MK基因对小鼠子宫基质细胞蜕膜化进程的影响

为探索肿瘤坏死因子相关凋亡诱导配体(TNF related apoptosis inducing ligand,TRAIL)的死亡受体(mouse killer,MK)对小鼠子宫基质细胞蜕膜化进程的影响,构建MK基因过表达和siRNA干扰重组腺病毒.原代培养的小鼠子宫基质细胞感染MK过表达或者干扰重组腺病毒并诱导蜕膜化,72 h后用免疫细胞化学与流式细胞术分别检测蜕膜细胞的标志物催乳素(prolactin,PRL)与蜕膜细胞凋亡率的变化情况.妊娠d4小鼠子宫角注射MK重组腺病毒,观察胚胎植入点的数量变化.实验结果表明,与对照组相比,在诱导的蜕膜细胞中过表达MK使得催乳素的含量显著降低(P<0.05),同时,蜕膜细胞的凋亡率明显升高(P<0.05),而siRNA干扰之后催乳素的含量显著升高,凋亡率明显下降(P<0.05),但是,宫角注射MK基因过表达和siRNA干扰重组腺病毒之后,胚胎植入数量均显著减少(P<0.01).提示MK基因通过参与小鼠子宫内膜基质细胞的蜕膜化进程,调节蜕膜细胞增殖与凋亡之间的平衡从而影响胚胎的植入.
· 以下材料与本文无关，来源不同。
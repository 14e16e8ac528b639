use async_trait::async_trait;

use crate::domain::user::models::UserId;
use crate::trip::errors::TripError;
use crate::trip::models::CreateTripCommand;
use crate::trip::models::NewTrip;
use crate::trip::models::Trip;
use crate::trip::models::TripId;
use crate::trip::models::TripStatus;

/// Port for trip domain service operations.
#[async_trait]
pub trait TripServicePort: Send + Sync + 'static {
    /// Create a new trip owned by the given user, in the `created` status.
    ///
    /// # Errors
    /// * `DatabaseError` - Database operation failed
    /// * `Unknown` - Trip password hashing failed
    async fn create_trip(
        &self,
        command: CreateTripCommand,
        creator_id: UserId,
    ) -> Result<Trip, TripError>;

    /// Retrieve a trip by unique identifier.
    ///
    /// # Errors
    /// * `NotFound` - Trip does not exist
    /// * `DatabaseError` - Database operation failed
    async fn get_trip(&self, id: TripId) -> Result<Trip, TripError>;

    /// Retrieve the trips created by a user, newest first.
    ///
    /// # Errors
    /// * `DatabaseError` - Database operation failed
    async fn list_trips(&self, creator_id: UserId) -> Result<Vec<Trip>, TripError>;

    /// Transition a trip from `created` to `active`.
    ///
    /// At most once: a second `start` finds the trip no longer in
    /// `created` and is rejected.
    ///
    /// # Errors
    /// * `TransitionRejected` - Trip missing, not owned by the requester,
    ///   or not in the `created` status
    /// * `DatabaseError` - Database operation failed
    async fn start_trip(&self, id: TripId, requester_id: UserId) -> Result<(), TripError>;

    /// Transition a trip from `active` to `ended`.
    ///
    /// # Errors
    /// * `TransitionRejected` - Trip missing, not owned by the requester,
    ///   or not in the `active` status
    /// * `DatabaseError` - Database operation failed
    async fn end_trip(&self, id: TripId, requester_id: UserId) -> Result<(), TripError>;
}

/// Persistence operations for the trip aggregate.
#[async_trait]
pub trait TripRepository: Send + Sync + 'static {
    /// Persist a new trip, letting the store assign the id.
    ///
    /// # Errors
    /// * `DatabaseError` - Database operation failed
    async fn create(&self, new_trip: NewTrip) -> Result<Trip, TripError>;

    /// Retrieve a trip by identifier.
    ///
    /// # Errors
    /// * `DatabaseError` - Database operation failed
    async fn find_by_id(&self, id: TripId) -> Result<Option<Trip>, TripError>;

    /// Retrieve the trips created by a user, newest first.
    ///
    /// # Errors
    /// * `DatabaseError` - Database operation failed
    async fn find_by_creator(&self, creator_id: UserId) -> Result<Vec<Trip>, TripError>;

    /// Atomically move a trip between statuses, guarded on owner and the
    /// expected prior status.
    ///
    /// Implemented as a single conditional update; the returned flag is
    /// the affected-row count. `false` means no row matched all three
    /// predicates — which one failed is intentionally not reported. Under
    /// concurrent calls the store serializes the updates, so exactly one
    /// caller observes `true`.
    ///
    /// # Errors
    /// * `DatabaseError` - Database operation failed
    async fn transition_status(
        &self,
        id: TripId,
        creator_id: UserId,
        from: TripStatus,
        to: TripStatus,
    ) -> Result<bool, TripError>;
}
Effects of mouse killer gene on decidualization of uterine stromal cells in mice

To explore the effects of the death receptor (mouse killer, MK) of tumor necrosis factor-related apoptosis-inducing ligand (TRAIL) on decidualization of mouse uterine stromal cells, both of the over-expression and siRNA of MK gene recombinant adenovirus were applied to infect the primary culture of mouse uterine stromal cells followed by decidualization induction with estrogen, progesterone plus cAMP. Seventy-two hours later, immunocytochemical assay and flow cytometry were used to detect the prolactin protein expression and apoptosis of decidualized cells, which were transfected with MK recombinant adenovirus (overexpression and RNAi). Moreover, each MK recombinant adenovirus was injected into the uterine horns of mice on the early morning of d4 of pregnancy. The number of implanting embryos was counted on d8 of pregnancy. The results showed that the levels of prolactin protein decreased significantly, but the apoptosis rate increased in the decidualized cells transfected with MK over-expression adenovirus. In the MK siRNA group, the prolatin levels were increased while the apoptosis rate was downregulated markedly. However, uterine injection of either the over-expression or the siRNA adenovirus led to dramatic decline the numbers of the implanting embryos. These results suggested that MK was involved in modulating the decidulization of mouse uterine stromal cells possibly through balancing proliferation and apoptosis of the decidualized cells.